- Music: Cole Porter Walter Kollo Louis Alter
- Lyrics: Cole Porter E. Ray Goetz Roy Turk
- Book: Martin Brown
- Productions: 1928 Broadway

= Paris (1928 musical) =

Paris is a musical with the book by Martin Brown, and music and lyrics by Cole Porter, as well as Walter Kollo and Louis Alter (music) and E. Ray Goetz and Roy Turk (lyrics). The musical, which premiered on Broadway in 1928, was Porter's first Broadway hit. The musical introduced the song "Let's Do It, Let's Fall in Love" sung by the show's star, Irene Bordoni. The story involves a young man from a very proper family in Newton, Massachusetts whose mother is horrified by his intention to wed a French actress.

==History==
According to writer Stephen Citron in his book Noel & Cole: the Sophisticates, it was with Paris that Cole Porter would be accepted in the "upper echelon" of Broadway composers. Although it was not a revue, the critics could not find the plot. An eleven-piece orchestra was placed in the leading lady's room, singing and dancing as well as providing the orchestral accompaniment. The producer (and also songwriter) Ray Goetz kept the musical in tryouts for almost 8 months, while songs were added and deleted. The song "Let's Misbehave" was dropped in favor of one of Porter's "best known songs", "Let's Do It, Let's Fall in Love". The censors had insisted that the "Let's Fall in Love" be added to the title. The plot was designed for Irene Bordoni "to show off her wardrobe and ingratiating stage presence".

==Synopsis==
Mrs. Cora Sabot is a domineering and haughty society matriarch who lives in Massachusetts. Her son Andrew plans on marrying the famous French stage actress Vivienne Rolland. Mrs. Sabot goes to Paris and decides that the actress is not of the caliber she wishes for her son, and therefore intends to stop the marriage. There she feigns drunkenness and fakes falling under the romantic influence of Guy Pennel, Vivienne's stage partner. However, she actually does become drunk and is comically transformed into a passionate woman. Mrs. Sabot's scheme works, and Vivienne realizes that she and Guy are meant to be romantic partners in life as well as on the stage. Andrew meanwhile understands that Brenda Kaley, as slow and obtuse as she is, will make the perfect wife.

==Songs==
All songs are by Cole Porter (music and lyrics) unless noted.
- Act I
- "The Land of Going To Be" (lyrics by E. Ray Goetz, music by Walter Kollo) – Vivienne Rolland and Guy Pennel
- Act II
- "Paris" (lyrics by E. Ray Goetz, music by Louis Alter) – Vivienne Rolland
- "Babes in the Wood" – Vivienne Rolland
- "Don't Look at Me That Way" – Vivienne Rolland
- "Let's Do It, Let's Fall in Love" – Vivienne Rolland and Guy Pennel
- "The Land of Going To Be (Reprise)" – Vivienne Rolland
- "An' Furthermore" (lyrics by Bud Green, music by Harry Warren) – The Commanders
- "(Oh You) Sweet Old Whatcha-May-Call-It" (lyrics by Roy Turk, music by Fred E. Ahlert) – The Commanders
- Act III
- "The Land of Going To Be (Reprise)" – Vivienne Rolland

==Productions==
Paris started pre-Broadway tryouts at Nixon's Apollo Theatre, Atlantic City on February 6, 1928, followed by: the Adelphi Theatre, Philadelphia on February 13, 1928; the Wilbur Theatre, Boston as of May 7, 1928; and finally the Poli Theatre, Washington DC on September 30, 1928.

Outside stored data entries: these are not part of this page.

//! One-shot removal notifications.

use std::cell::{Cell, RefCell};
use std::fmt;
use std::rc::Rc;
use std::sync::Arc;

use synthclone_core::{
    EffectId, JobId, MenuActionId, MenuSeparatorId, ParticipantKey, SamplerId, TargetId, Zone,
    ZoneId,
};

use crate::component::{Effect, Sampler, Target};
use crate::job::Job;
use crate::menu::{MenuAction, MenuSeparator};
use crate::participant::Participant;

/// A handle type that can be registered with a session.
pub trait Registrable: Copy + PartialEq + fmt::Debug + 'static {
    /// What the session hands back when the subject is removed.
    type Removed;
}

impl Registrable for EffectId {
    type Removed = Arc<dyn Effect>;
}

impl Registrable for SamplerId {
    type Removed = Arc<dyn Sampler>;
}

impl Registrable for TargetId {
    type Removed = Arc<dyn Target>;
}

impl Registrable for ParticipantKey {
    type Removed = Rc<dyn Participant>;
}

impl Registrable for MenuActionId {
    type Removed = Rc<MenuAction>;
}

impl Registrable for MenuSeparatorId {
    type Removed = Rc<MenuSeparator>;
}

impl Registrable for ZoneId {
    type Removed = Zone;
}

impl Registrable for JobId {
    type Removed = Job;
}

type Callback<H> = Box<dyn FnOnce(H, &<H as Registrable>::Removed)>;

struct Inner<H: Registrable> {
    subject: H,
    fired: Cell<bool>,
    callbacks: RefCell<Vec<Callback<H>>>,
}

/// Returned by every add; fires once when its subject is removed.
///
/// The notification is delivered synchronously after the subject has left
/// its collection. A registration never keeps its subject alive: the
/// removed object is only lent to callbacks for the duration of the call.
pub struct Registration<H: Registrable> {
    inner: Rc<Inner<H>>,
}

impl<H: Registrable> Clone for Registration<H> {
    fn clone(&self) -> Self {
        Self {
            inner: Rc::clone(&self.inner),
        }
    }
}

impl<H: Registrable> fmt::Debug for Registration<H> {
    fn fmt(&self, f: &mut fmt::Formatter<'_>) -> fmt::Result {
        f.debug_struct("Registration")
            .field("subject", &self.inner.subject)
            .field("unregistered", &self.inner.fired.get())
            .finish()
    }
}

impl<H: Registrable> Registration<H> {
    pub(crate) fn new(subject: H) -> Self {
        Self {
            inner: Rc::new(Inner {
                subject,
                fired: Cell::new(false),
                callbacks: RefCell::new(Vec::new()),
            }),
        }
    }

    /// Handle of the registered subject.
    pub fn id(&self) -> H {
        self.inner.subject
    }

    /// Check whether the subject has been removed.
    pub fn is_unregistered(&self) -> bool {
        self.inner.fired.get()
    }

    /// Run `callback` when the subject is removed.
    ///
    /// # Panics
    ///
    /// Panics if the subject was already removed.
    pub fn on_unregistered(&self, callback: impl FnOnce(H, &H::Removed) + 'static) {
        assert!(
            !self.inner.fired.get(),
            "{:?} is already unregistered",
            self.inner.subject
        );
        self.inner.callbacks.borrow_mut().push(Box::new(callback));
    }

    pub(crate) fn fire(&self, removed: &H::Removed) {
        assert!(
            !self.inner.fired.replace(true),
            "{:?} was unregistered twice",
            self.inner.subject
        );
        let callbacks = std::mem::take(&mut *self.inner.callbacks.borrow_mut());
        tracing::debug!(target: "session", subject = ?self.inner.subject, callbacks = callbacks.len(), "unregistered");
        for callback in callbacks {
            callback(self.inner.subject, removed);
        }
    }
}

#[cfg(test)]
mod tests {
    use super::*;
    use synthclone_core::ZoneId;

    #[test]
    fn test_fires_once_with_subject() {
        let reg = Registration::new(ZoneId::new(4));
        let seen = Rc::new(Cell::new(None));
        let s = Rc::clone(&seen);
        reg.on_unregistered(move |id, zone: &Zone| s.set(Some((id, zone.note))));

        assert!(!reg.is_unregistered());
        let zone = Zone {
            note: 42,
            ..Zone::default()
        };
        reg.fire(&zone);
        assert!(reg.is_unregistered());
        assert_eq!(seen.get(), Some((ZoneId::new(4), 42)));
    }

    #[test]
    #[should_panic(expected = "already unregistered")]
    fn test_callback_after_fire_panics() {
        let reg = Registration::new(ZoneId::new(1));
        reg.fire(&Zone::default());
        reg.on_unregistered(|_, _| {});
    }

    #[test]
    #[should_panic(expected = "unregistered twice")]
    fn test_double_fire_panics() {
        let reg = Registration::new(ZoneId::new(1));
        reg.fire(&Zone::default());
        reg.fire(&Zone::default());
    }
}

The Broadway premiere was at the Music Box Theatre, opening on October 8, 1928 and closing on March 23, 1929, after 195 performances. The musical was directed by William H. Gilmore with choreography by "Red" Stanley. The cast featured Goetz' wife, Irene Bordoni (Vivienne Rolland), Arthur Margetson (Guy Pennel), Louise Closser Hale (Cora Sabot), Eric Kalkhurst (Andrew Sabot), and Elizabeth Chester (Brenda Kaley). Irving Aaronson and his Commanders was the musical's band.

In 1929 Warner Brothers made the musical into a feature film, starring Bordoni, Jack Buchanan, Jason Robards Sr. and ZaSu Pitts.

In 1983, Medicine Show Theatre, one of New York City's longest running experimental theatres, re-discovered the script and, working with the Cole Porter trust, restored the cut Cole Porter songs to the show and inserted other Porter songs to make it an all-Cole Porter musical. Medicine Show revived this version in June 2011, scheduling performances through October 2011.

Ian Marshall Fisher's "Lost Musicals" series presented a staged concert in April 2010 at Sadler's Wells, London.